Diese Woche, Truppenübungsplatz nahe Münster-Handorf. Namen und Fotos wollen die Beteiligten nicht in den Medien sehen, zu groß ist die Gefahr, dass der Feind etwa im Kidnapping-Fall Persönliches über die Geiseln herausfindet. Also: „Der Teamleiter“ steht im fiktiven Feld und erklärt seine Ausrüstung. Verteilt in den Taschen seiner Kleidung und in seinem persönlichen tarngrünen Rucksack hat er unzählige Ausrüstungsgegenstände dabei, die ihm im Notfall helfen, ein paar Tage im Freien zu überleben. Feuerstein und Wasserfilter gehören ebenso dazu wie Ersatzunterwäsche, ein Messer, eine Fleecejacke und Rettungsdecken, mit denen sich notfalls ein zeltartiger Unterschlupf basteln lässt.

Das Fahrzeug verlassen

Denn wenn die Soldaten im Einsatzfall ihr schützendes Fahrzeug verlassen müssen, weil es durch Gegner beschädigt wurde oder es auch einfach nur einen Unfall gab, geht es darum: überleben, tarnen – und möglichst schnell zurück zu den eigenen Leuten kommen.

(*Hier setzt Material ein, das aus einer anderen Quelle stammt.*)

//! Query-string parameters of page URLs.

use pagebuilder_config::PageControlConfig;
use pagebuilder_core::{PageRequest, Sort};
use serde::{Deserialize, Serialize};
use url::form_urlencoded;

/// Names of the query parameters carrying the page request.
#[derive(Debug, Clone, PartialEq, Eq, Serialize, Deserialize)]
pub struct ParamNames {
    pub page_number: String,
    pub page_size: String,
    pub sort: String,
    pub query: String,
}

impl ParamNames {
    fn all(&self) -> [&str; 4] {
        [&self.page_number, &self.page_size, &self.sort, &self.query].map(String::as_str)
    }
}

impl From<&PageControlConfig> for ParamNames {
    fn from(config: &PageControlConfig) -> Self {
        Self {
            page_number: config.page_number_param_name.clone(),
            page_size: config.page_size_param_name.clone(),
            sort: config.sort_param_name.clone(),
            query: config.query_param_name.clone(),
        }
    }
}

impl Default for ParamNames {
    fn default() -> Self {
        Self::from(&PageControlConfig::default())
    }
}

/// Sets query parameters on a URL, which may be relative.
///
/// Existing parameters named in `replace` or in `params` are removed, the
/// others keep their order. New parameters are appended in the given order;
/// a name may repeat. The fragment is preserved.
#[must_use]
pub fn set_url_parameters<'a>(
    url: &str,
    replace: &[&str],
    params: impl IntoIterator<Item = (&'a str, &'a str)>,
) -> String {
    let params: Vec<(&str, &str)> = params.into_iter().collect();
    let (without_fragment, fragment) = match url.split_once('#') {
        Some((rest, fragment)) => (rest, Some(fragment)),
        None => (url, None),
    };
    let (path, query) = match without_fragment.split_once('?') {
        Some((path, query)) => (path, Some(query)),
        None => (without_fragment, None),
    };

    let mut serializer = form_urlencoded::Serializer::new(String::new());
    if let Some(query) = query {
        for (name, value) in form_urlencoded::parse(query.as_bytes()) {
            let replaced = replace.iter().any(|r| *r == name) || params.iter().any(|(n, _)| *n == name);
            if !replaced {
                serializer.append_pair(&name, &value);
            }
        }
    }
    for (name, value) in &params {
        serializer.append_pair(name, value);
    }
    let query = serializer.finish();

    let mut result = String::with_capacity(path.len() + query.len() + 2);
    result.push_str(path);
    if !query.is_empty() {
        result.push('?');
        result.push_str(&query);
    }
    if let Some(fragment) = fragment {
        result.push('#');
        result.push_str(fragment);
    }
    result
}

/// URL of one page of a listing.
///
/// Page number and size are always set; every sort directive becomes one
/// sort parameter; a blank query is left out.
#[must_use]
pub fn page_url(
    base_url: &str,
    names: &ParamNames,
    page_number: u64,
    page_size: u32,
    sort: &Sort,
    query: Option<&str>,
) -> String {
    let page_number = page_number.to_string();
    let page_size = page_size.to_string();
    let sort_values = sort.to_param_values();

    let mut params = vec![
        (names.page_number.as_str(), page_number.as_str()),
        (names.page_size.as_str(), page_size.as_str()),
    ];
    params.extend(sort_values.iter().map(|value| (names.sort.as_str(), value.as_str())));
    if let Some(query) = query.filter(|q| !q.trim().is_empty()) {
        params.push((names.query.as_str(), query));
    }
    set_url_parameters(base_url, &names.all(), params)
}

/// Reads a page request from a URL query string, leniently.
///
/// A leading `?` is ignored. Repeated sort parameters are kept in order.
#[must_use]
pub fn parse_page_request(query_string: &str, names: &ParamNames) -> PageRequest {
    let query_string = query_string.strip_prefix('?').unwrap_or(query_string);
    let mut page_number = None;
    let mut page_size = None;
    let mut sort = Vec::new();
    let mut query = None;
    for (name, value) in form_urlencoded::parse(query_string.as_bytes()) {
        if name == names.page_number.as_str() {
            page_number = Some(value.into_owned());
        } else if name == names.page_size.as_str() {
            page_size = Some(value.into_owned());
        } else if name == names.sort.as_str() {
            sort.push(value.into_owned());
        } else if name == names.query.as_str() {
            query = Some(value.into_owned());
        }
    }
    PageRequest::from_params(page_number.as_deref(), page_size.as_deref(), sort, query.as_deref())
}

Das Manöver ist Teil der Vorbereitung auf die sogenannte Standby-Phase NATO Response Force (NRF) im Jahr 2023. Während des gesamten Jahres ist das Korps als Hauptquartier in Bereitschaft und kann auf Anfrage der NATO weltweit verlegt werden. Foto: Gunnar A. Pier

Manöver

Damit das gelingen kann, üben die rund drei Dutzend Spezialkräfte in dieser Woche nicht nur das Gerettet werden per Hubschrauber und die Orientierung mit Karte und Kompass am Kanal nahe dem Flughafen Münster/Osnabrück, sondern lernen auch die Grundlagen des Überlebens in der Wildnis: Welche Materialien im Wald lassen sich am Effektivsten mit dem Feuerstein anzünden? Mit einer Folie, die geschickt über Blätter im Baum gespannt wurde, lässt sich Feuchtigkeit zum Trinken sammeln, mit einem Wasserfilter so groß wie eine Thermoskanne, der in den olivgrünen Rucksack gehört, wird Flusswasser trinkbar. Ohne feste Nahrung, erklärt der Teamleiter, komme man nicht zuletzt durch das zu erwartende Adrenalin tagelang durch – ohne Wasser aber kaum einen Tag.

Eine Mullbinde, um den Stamm eines Baumes gewickelt, fängt Wasser auf und lässt es in eine Dose tropfen: Mit einfachsten Mitteln versuchen Soldaten im Notfall, Wasser zu sammeln.Eine Mullbinde, um den Stamm eines Baumes gewickelt, fängt Wasser auf und lässt es in eine Dose tropfen: Mit einfachsten Mitteln versuchen Soldaten im Notfall, Wasser zu sammeln. Foto: Gunnar A. Pier

„Eigentlich bräuchten wir schlechtes Wetter“

Im heimischen Wald haben die Soldaten das in dieser Woche selbst getestet. Dazu gehörten auch zwei Nächte im Freien. „Eigentlich bräuchten wir schlechtes Wetter, bei gutem Wetter kann das ja jeder“, sagt der Teamleiter – und es ist nicht ganz klar, wie augenzwinkernd er es meint. Aber klar ist: Was die Soldaten da üben, müssen sie notfalls auch im eisigen Winter oder unter sengender Tropensonne können.

Die Packliste

Bis zu 30 Kilogramm Ausrüstung tragen die Soldaten am Körper. Der Teamleiter hat es für das Foto einmal augepackt. Foto: Gunnar A. Pier

Bis zu 30 Kilogramm Ausrüstung

Gut zu packen, ist deshalb das A und O. Alles, was sie dabei haben, kann ihr Leben retten. „Aber alles, was sie dabei haben, ist auch Gewicht“, sagt der Teamleiter. 30 Kilogramm Material sind es schnell, die die Soldaten mit sich herumtragen. Trockennahrung, Säge und Verbandsmaterial inklusive. Einen Sinn für das Material zu entwickelt und als Team zusammenzuwachsen, war deshalb eines der Ziele des Manövers. Im Notfall muss alles wie von alleine gehen, und der Teamleiter ist gewiss: Alles Material nutzt nur dem, der auch „den richtigen Willen, den Biss hat“. Und dem, der beim Einsatz hinter feindlichen Linien den tarngrünen Rucksack nicht im Fahrzeug vergisst.